The same concept, Norley says, can help superintendents maximize playing conditions and plant health with minimal inputs and labor. And, he says, the technology brings decision-making power to golf that is long overdue.
“How do you manage something without information? It’s perplexing to the rest of the world how to manage something without information,” Norley said. “Other markets have been using data analytics and data-aggregation decisions on cost efficiencies and revenue for years. This industry has been slow to adopt to data analytics.”
Norley’s UgMO technology, which was the talk of the GIS trade show floor in 2008 in Orlando, was developed to help superintendents reduce water use and save money while improving playing conditions. Like UgMO, OnLink isn’t about making superintendents spend more money, it’s about doing more with less.
Due out as early as April, OnLink’s cloud-based system collects data from soil-monitoring technology and computerized irrigation systems, utilizes its own weather system and also can capture information such as fertilizer use, fungicide and pesticide inputs, and mowing schedules. That’s when OnLink really kicks into action as the service, as Norley says, “crunches the numbers” and provides key information delivered to a smartphone or tablet that is designed to help superintendents make decisions on agronomic programs that will maximize playability, produce healthier turf and provide more consistent conditions while minimizing water and chemical inputs, energy as well as financial resources.
“It’s integrating information that is already out there and putting it into one location where it all talks to each other,” said Shawn Emerson of Desert Mountain in Scottsdale, Arizona, and president of OnLink’s advisory board. “The beauty of it is that it tracks everything, but the superintendent can make his own decision on what to do with that information.
“It is a virtual consultant.”
Although it utilizes the same basic technology that has made OnFarm a hit in the agriculture market, OnLink owns the rights to its own technology. That said, superintendent users retain ownership of all data uploaded to the cloud.
Managing labor at six-course Desert Mountain used to be a challenge for Emerson before he started using OnLink. The system has helped him reduce his managers’ workweek from 55 to 50 hours. It has helped him save in other areas as well.

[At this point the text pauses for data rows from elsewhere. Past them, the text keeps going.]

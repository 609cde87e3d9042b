//! Question validation run before any pipeline work

use regex::Regex;

use crate::config::ValidationConfig;
use crate::error::{Error, Result};

/// Estimated tokens per whitespace-separated word
const TOKENS_PER_WORD: f64 = 1.3;

pub const EMPTY_QUESTION: &str = "Pertanyaan tidak boleh kosong";
pub const OFF_DOMAIN: &str = "Pertanyaan harus terkait dengan informasi beasiswa LPDP.";

/// Requests for creative writing or copied content
const OFF_DOMAIN_PATTERNS: [&str; 2] = [
    r"\b(cerpen|novel|cerita|story)\b",
    r"\b(copy|paste|artikel|blog)\b",
];

/// Rejects empty, over-long, and off-domain questions
#[derive(Debug, Clone)]
pub struct QuestionValidator {
    max_input_tokens: usize,
    blocklist: Vec<Regex>,
}

impl QuestionValidator {
    pub fn new(max_input_tokens: usize) -> Result<Self> {
        let blocklist = OFF_DOMAIN_PATTERNS
            .iter()
            .map(|p| Regex::new(p).map_err(|e| Error::Config(format!("Bad pattern {}: {}", p, e))))
            .collect::<Result<Vec<_>>>()?;
        Ok(Self {
            max_input_tokens,
            blocklist,
        })
    }

    pub fn from_config(config: &ValidationConfig) -> Result<Self> {
        Self::new(config.max_input_tokens)
    }

    /// Estimated token count (`words * 1.3`)
    pub fn estimate_tokens(question: &str) -> f64 {
        question.split_whitespace().count() as f64 * TOKENS_PER_WORD
    }

    /// Check a question; failures are `Error::InvalidInput` with a
    /// user-facing message
    pub fn validate(&self, question: &str) -> Result<()> {
        let question = question.trim();
        if question.is_empty() {
            return Err(Error::invalid_input(EMPTY_QUESTION));
        }

        if Self::estimate_tokens(question) > self.max_input_tokens as f64 {
            let max_words = (self.max_input_tokens as f64 / TOKENS_PER_WORD) as usize;
            return Err(Error::invalid_input(format!(
                "Pertanyaan terlalu panjang. Maksimal sekitar {} kata.",
                max_words
            )));
        }

        let lowered = question.to_lowercase();
        if self.blocklist.iter().any(|re| re.is_match(&lowered)) {
            return Err(Error::invalid_input(OFF_DOMAIN));
        }

        Ok(())
    }
}
//! HTTP surface of the classifier

use axum::{
    extract::{rejection::JsonRejection, State},
    http::StatusCode,
    response::IntoResponse,
    routing::{get, post},
    Json, Router,
};
use serde::Serialize;
use serde_json::{json, Value};
use std::net::SocketAddr;
use std::sync::Arc;
use tower_http::{
    cors::{Any, CorsLayer},
    trace::TraceLayer,
};

use crate::config::ClassifierConfig;
use crate::error::{Error, Result};
use crate::features::ApplicantRecord;
use crate::model::TreeEnsemble;

/// Label for the approving class
pub const APPROVED_CLASS: i64 = 1;

#[derive(Clone)]
pub struct AppState {
    model: Arc<TreeEnsemble>,
}

impl AppState {
    pub fn new(model: TreeEnsemble) -> Self {
        Self {
            model: Arc::new(model),
        }
    }

    pub fn model(&self) -> &TreeEnsemble {
        &self.model
    }
}

#[derive(Debug, Serialize)]
pub struct PredictionResponse {
    pub prediction: &'static str,
}

pub struct ClassifierServer {
    config: ClassifierConfig,
    state: AppState,
}

impl ClassifierServer {
    /// Load the model named in the configuration
    pub fn new(config: ClassifierConfig) -> Result<Self> {
        let model = TreeEnsemble::load(&config.model_path)?;
        tracing::info!(
            "Loaded model from {} ({} trees, {} features)",
            config.model_path.display(),
            model.trees.len(),
            model.n_features()
        );
        Ok(Self {
            config,
            state: AppState::new(model),
        })
    }

    pub fn build_router(&self) -> Router {
        router(self.state.clone())
    }

    pub async fn start(self) -> Result<()> {
        let addr: SocketAddr = self
            .config
            .address()
            .parse()
            .map_err(|e| Error::Config(format!("Invalid address: {}", e)))?;

        let router = self.build_router();
        tracing::info!("Starting classifier on http://{}", addr);

        let listener = tokio::net::TcpListener::bind(addr)
            .await
            .map_err(|e| Error::Config(format!("Failed to bind: {}", e)))?;

        axum::serve(listener, router)
            .await
            .map_err(|e| Error::Internal(format!("Server error: {}", e)))?;

        Ok(())
    }

    pub fn address(&self) -> String {
        self.config.address()
    }
}

pub fn router(state: AppState) -> Router {
    let cors = CorsLayer::new()
        .allow_origin(Any)
        .allow_methods(Any)
        .allow_headers(Any);

    Router::new()
        .route("/health", get(health_check))
        .route("/predict", post(predict).fallback(method_not_allowed))
        .with_state(state)
        .layer(TraceLayer::new_for_http())
        .layer(cors)
}

async fn health_check() -> &'static str {
    "OK"
}

async fn method_not_allowed() -> impl IntoResponse {
    (
        StatusCode::METHOD_NOT_ALLOWED,
        Json(json!({ "error": "Only POST requests are allowed" })),
    )
}

/// POST /predict
async fn predict(
    State(state): State<AppState>,
    body: std::result::Result<Json<Value>, JsonRejection>,
) -> Result<Json<PredictionResponse>> {
    let Json(value) = body.map_err(|e| Error::invalid_input(format!("Invalid JSON body: {}", e)))?;
    let record = ApplicantRecord::from_value(value)?;

    let features = record.encode(state.model());
    let class = state.model().predict(&features)?;

    let prediction = if class == APPROVED_CLASS {
        "Approved"
    } else {
        "Rejected"
    };
    tracing::info!("Prediction: {}", prediction);

    Ok(Json(PredictionResponse { prediction }))
}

“We don’t have to water as much as we used to. We don’t have to flush our greens as much as we used to, and of course we don’t have to amend our soils as much,” he said.
“We are the Moneyball of golf. While Billy Beane started that, now everyone uses analytics.”
The system also communicates with human resource management systems like ADP and Paychex to help reduce overtime.
Shaffer said the tool has proven invaluable in preparing monthly reports for membership.
“Those reports take me 20 minutes to write, but it would take me an-hour-and-a-half just to gather the information,” he said.
Now all the information he needs is in one portal.
What a superintendent does with the data OnLink spits out on the back end depends on their goals.
Part of what Shaffer wants to accomplish is to further minimize inputs without compromising playability so he can keep costs down at Merion. At Desert Mountain, where play often is highest when places like Merion are under snow, is to remain green while using as little water as possible. By aggregating data and establishing acceptable limits, both are able to accomplish different goals with the same system.
“Our fertilizer and chemical costs have stabilized the last three years because of this information. Water costs are going up, we can’t control that, but our water use is going down,” Emerson said.
“I’m using it because I can’t outrun it.”
OnLink’s brain trust includes, from left, Shawn Emerson, Walt Norley and Matt Shaffer.